The bid protest decision is the second time in as many weeks that GAO has ruled in favor of the Navy in the recompetition of its massive NGEN contract.
For the second time in as many weeks, the Navy has prevailed in legal challenges to a $7.7 billion contract to operate its enterprise IT networks, potentially the largest information technology contract in government history.
The Government Accountability Office said Wednesday evening that it had denied a protest filed by Perspecta, the incumbent vendor on the Next Generation Enterprise Network (NGEN) contract. The Navy decided in February to award the largest portion of NGEN’s successor to Leidos.
The GAO decision came five days after the protest arbiter turned back another protest that had been filed by another losing bidder, General Dynamics Information Technology (GDIT).
In the Perspecta case, the company had claimed Leidos got an unfair advantage in the NGEN competition because the firm had recently hired a former government official, and that Leidos had an organizational conflict of interest, said Ralph White, GAO’s managing associate general counsel for procurement law.
“GAO denied the protest concluding that the Navy reasonably determined that Leidos did not have an unfair competitive advantage, and the Navy’s decision to waive any remaining conflict complied with regulatory requirements,” White said in a statement. “GAO also concluded that the Navy’s evaluation was reasonable and that, to the extent that there were errors in the agency’s evaluation, those errors did not result in competitive prejudice to Perspecta because its proposal remains higher-priced and lower-rated than Leidos’s proposal.”

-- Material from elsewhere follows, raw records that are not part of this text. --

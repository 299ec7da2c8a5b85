#![allow(deprecated)] // events().publish migration tracked separately

use soroban_sdk::{symbol_short, Address, BytesN, Env, String};

/// Event published when the ledger is initialized.
#[soroban_sdk::contracttype]
#[derive(Clone, Debug, Eq, PartialEq)]
pub struct InitializedEvent {
    pub operator: Address,
    pub oracle: Address,
    pub timestamp: u64,
}

/// Event published when an encrypted report is stored.
#[soroban_sdk::contracttype]
#[derive(Clone, Debug, Eq, PartialEq)]
pub struct ReportSubmittedEvent {
    pub report_id: u64,
    pub submitter: Address,
    pub timestamp: u64,
}

/// Event published when a report's handles are sent to the oracle.
#[soroban_sdk::contracttype]
#[derive(Clone, Debug, Eq, PartialEq)]
pub struct DecryptionRequestedEvent {
    pub report_id: u64,
    pub request_id: u64,
    pub requester: Address,
    pub timestamp: u64,
}

/// Event published when a verified callback reveals a report.
#[soroban_sdk::contracttype]
#[derive(Clone, Debug, Eq, PartialEq)]
pub struct ReportRevealedEvent {
    pub report_id: u64,
    pub request_id: u64,
    pub category: String,
    pub timestamp: u64,
}

#[soroban_sdk::contracttype]
#[derive(Clone, Debug, Eq, PartialEq)]
pub struct CounterInitializedEvent {
    pub category: String,
    pub category_hash: BytesN<32>,
    pub timestamp: u64,
}

#[soroban_sdk::contracttype]
#[derive(Clone, Debug, Eq, PartialEq)]
pub struct CountDecryptionRequestedEvent {
    pub category_hash: BytesN<32>,
    pub request_id: u64,
    pub requester: Address,
    pub timestamp: u64,
}

/// Event carrying a decrypted category count. The ledger does not keep the
/// value; subscribers decide what to do with it.
#[soroban_sdk::contracttype]
#[derive(Clone, Debug, Eq, PartialEq)]
pub struct CountDecryptedEvent {
    pub category: String,
    pub category_hash: BytesN<32>,
    pub request_id: u64,
    pub count: u64,
    pub timestamp: u64,
}

#[soroban_sdk::contracttype]
#[derive(Clone, Debug, Eq, PartialEq)]
pub struct OperatorChangedEvent {
    pub previous: Address,
    pub operator: Address,
    pub timestamp: u64,
}

pub fn publish_initialized(env: &Env, operator: Address, oracle: Address) {
    let topics = (symbol_short!("INIT"),);
    let data = InitializedEvent {
        operator,
        oracle,
        timestamp: env.ledger().timestamp(),
    };
    env.events().publish(topics, data);
}

pub fn publish_report_submitted(env: &Env, report_id: u64, submitter: Address) {
    let topics = (symbol_short!("SUBMIT"), report_id);
    let data = ReportSubmittedEvent {
        report_id,
        submitter,
        timestamp: env.ledger().timestamp(),
    };
    env.events().publish(topics, data);
}

pub fn publish_decryption_requested(
    env: &Env,
    report_id: u64,
    request_id: u64,
    requester: Address,
) {
    let topics = (symbol_short!("DEC_REQ"), report_id);
    let data = DecryptionRequestedEvent {
        report_id,
        request_id,
        requester,
        timestamp: env.ledger().timestamp(),
    };
    env.events().publish(topics, data);
}

pub fn publish_report_revealed(env: &Env, report_id: u64, request_id: u64, category: String) {
    let topics = (symbol_short!("REVEALED"), report_id);
    let data = ReportRevealedEvent {
        report_id,
        request_id,
        category,
        timestamp: env.ledger().timestamp(),
    };
    env.events().publish(topics, data);
}

pub fn publish_counter_initialized(env: &Env, category: String, category_hash: BytesN<32>) {
    let topics = (symbol_short!("CNT_INIT"),);
    let data = CounterInitializedEvent {
        category,
        category_hash,
        timestamp: env.ledger().timestamp(),
    };
    env.events().publish(topics, data);
}

pub fn publish_count_requested(
    env: &Env,
    category_hash: BytesN<32>,
    request_id: u64,
    requester: Address,
) {
    let topics = (symbol_short!("CNT_REQ"),);
    let data = CountDecryptionRequestedEvent {
        category_hash,
        request_id,
        requester,
        timestamp: env.ledger().timestamp(),
    };
    env.events().publish(topics, data);
}

pub fn publish_count_decrypted(
    env: &Env,
    category: String,
    category_hash: BytesN<32>,
    request_id: u64,
    count: u64,
) {
    let topics = (symbol_short!("CNT_DEC"),);
    let data = CountDecryptedEvent {
        category,
        category_hash,
        request_id,
        count,
        timestamp: env.ledger().timestamp(),
    };
    env.events().publish(topics, data);
}

pub fn publish_operator_changed(env: &Env, previous: Address, operator: Address) {
    let topics = (symbol_short!("OP_SET"),);
    let data = OperatorChangedEvent {
        previous,
        operator,
        timestamp: env.ledger().timestamp(),
    };
    env.events().publish(topics, data);
}
#![no_main]

use arbitrary::Arbitrary;
use libfuzzer_sys::fuzz_target;
use report_ledger::codec::encode_strings;
use report_ledger::testutils::{
    counter_keypair, sign_cleartexts, MockDecryptionOracle, MockDecryptionOracleClient,
};
use report_ledger::{ReportLedgerContract, ReportLedgerContractClient, ReportStatus};
use soroban_sdk::{testutils::Address as _, Address, Bytes, BytesN, Env};

const CATEGORIES: [&str; 3] = ["Vaccine", "Device", "Other"];

/// Relayer behaviour, honest and otherwise. Request and report selectors are
/// reduced modulo what exists so most actions reach the ledger's checks.
#[derive(Arbitrary, Debug)]
pub enum FuzzAction {
    Submit { seed: u8 },
    Request { report: u8 },
    Deliver { request: u8, category: u8 },
    DeliverRaw { request: u8, payload: Vec<u8>, signed: bool },
    Replay { request: u8 },
}

fuzz_target!(|actions: Vec<FuzzAction>| {
    let env = Env::default();
    env.mock_all_auths();

    let secret = BytesN::from_array(&env, &[7u8; 32]);
    let oracle_id = env.register(MockDecryptionOracle, ());
    MockDecryptionOracleClient::new(&env, &oracle_id).init(&secret);

    let contract_id = env.register(ReportLedgerContract, ());
    let client = ReportLedgerContractClient::new(&env, &contract_id);
    let operator = Address::generate(&env);
    let reporter = Address::generate(&env);
    let (key, _) = counter_keypair();
    client.initialize(&operator, &oracle_id, &key);

    let mut requests: Vec<u64> = Vec::new();
    let mut accepted: Vec<(u64, Bytes, Bytes)> = Vec::new();

    for action in actions.into_iter().take(64) {
        match action {
            FuzzAction::Submit { seed } => {
                let h = BytesN::from_array(&env, &[seed; 32]);
                client.submit(&reporter, &h, &h, &h);
            }
            FuzzAction::Request { report } => {
                let count = client.report_count();
                if count == 0 {
                    continue;
                }
                let id = report as u64 % count + 1;
                if let Ok(Ok(request_id)) = client.try_request_decryption(&reporter, &id) {
                    requests.push(request_id);
                }
            }
            FuzzAction::Deliver { request, category } => {
                if requests.is_empty() {
                    continue;
                }
                let request_id = requests[request as usize % requests.len()];
                let slot = category as usize % CATEGORIES.len();
                let cleartexts = encode_strings(&env, &["t", "b", CATEGORIES[slot]]);
                let proof = sign_cleartexts(&env, &secret, request_id, &cleartexts);
                if client
                    .try_handle_decryption_callback(&request_id, &cleartexts, &proof)
                    .is_ok()
                {
                    accepted.push((request_id, cleartexts, proof));
                }
            }
            FuzzAction::DeliverRaw {
                request,
                payload,
                signed,
            } => {
                let request_id = requests
                    .get(request as usize % requests.len().max(1))
                    .copied()
                    .unwrap_or(request as u64);
                let cleartexts = Bytes::from_slice(&env, &payload);
                let proof = if signed {
                    sign_cleartexts(&env, &secret, request_id, &cleartexts)
                } else {
                    Bytes::from_slice(&env, &payload)
                };
                let before = client.report_count();
                if client
                    .try_handle_decryption_callback(&request_id, &cleartexts, &proof)
                    .is_ok()
                {
                    assert!(signed, "unsigned callback accepted");
                    let pending = client
                        .get_pending_request(&request_id)
                        .expect("accepted request is recorded");
                    assert!(pending.consumed);
                    accepted.push((request_id, cleartexts, proof));
                }
                assert_eq!(client.report_count(), before);
            }
            FuzzAction::Replay { request } => {
                if accepted.is_empty() {
                    continue;
                }
                let (request_id, cleartexts, proof) = &accepted[request as usize % accepted.len()];
                assert!(
                    client
                        .try_handle_decryption_callback(request_id, cleartexts, proof)
                        .is_err(),
                    "INVARIANT VIOLATION: replayed callback accepted"
                );
            }
        }

        // ── Post-action invariant checks ──
        let mut revealed = 0u64;
        for id in 1..=client.report_count() {
            let plain = client.view_plain(&id);
            let status = client.get_report_status(&id);
            assert_eq!(
                plain.revealed,
                status == ReportStatus::Revealed,
                "INVARIANT VIOLATION: revealed flag and status disagree"
            );
            if plain.revealed {
                revealed += 1;
            }
        }
        // Every accepted callback reveals exactly one report.
        assert_eq!(
            revealed,
            accepted.len() as u64,
            "INVARIANT VIOLATION: reveal count drifted"
        );
    }
});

In GDIT’s case, GAO denied that company’s claims that the Navy had made improper assumptions about the pricing it offered in its bid.
Both of the losing NGEN bidders still have the option of lodging separate protests at the Court of Federal Claims, but neither has done so thus far.
The contract at issue is one of two the Navy solicited in its latest round of NGEN contracting, called NGEN-R. The Navy refers to the larger portion as Service Management, Integration and Transport (SMIT), and wants to use the vehicle, in part, to consolidate its remaining legacy networks into the Navy-Marine Corps Intranet.
A smaller contract, for end-user hardware, went to HP’s government services subsidiary, HPI Federal LLC, last October. That portion of NGEN-R, valued at up to $1.4 billion, never faced a bid protest, but Navy officials are still working to transition those hardware services from Perspecta to HP.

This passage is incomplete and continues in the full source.